## Problem statement
Every record must be repeated precisely as it stands.

[Collected data entries]
· · ·
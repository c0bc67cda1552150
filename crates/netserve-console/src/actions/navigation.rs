//! Navigation actions - shared across screens
//!
//! Generic up/down movement that views translate into their own actions.

#[derive(Debug, Clone, Copy, PartialEq, Eq)]
pub enum NavigationAction {
    /// Next item or field (down arrow, Tab)
    Next,
    /// Previous item or field (up arrow, Shift+Tab)
    Previous,
}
· · ·
## Result
repository c0bc67cda1552150
filename crates/netserve-console/src/actions/navigation.rs
//! Navigation actions - shared across screens
//!
//! Generic up/down movement that views translate into their own actions.

#[derive(Debug, Clone, Copy, PartialEq, Eq)]
pub enum NavigationAction {
    /// Next item or field (down arrow, Tab)
    Next,
    /// Previous item or field (up arrow, Shift+Tab)
    Previous,
}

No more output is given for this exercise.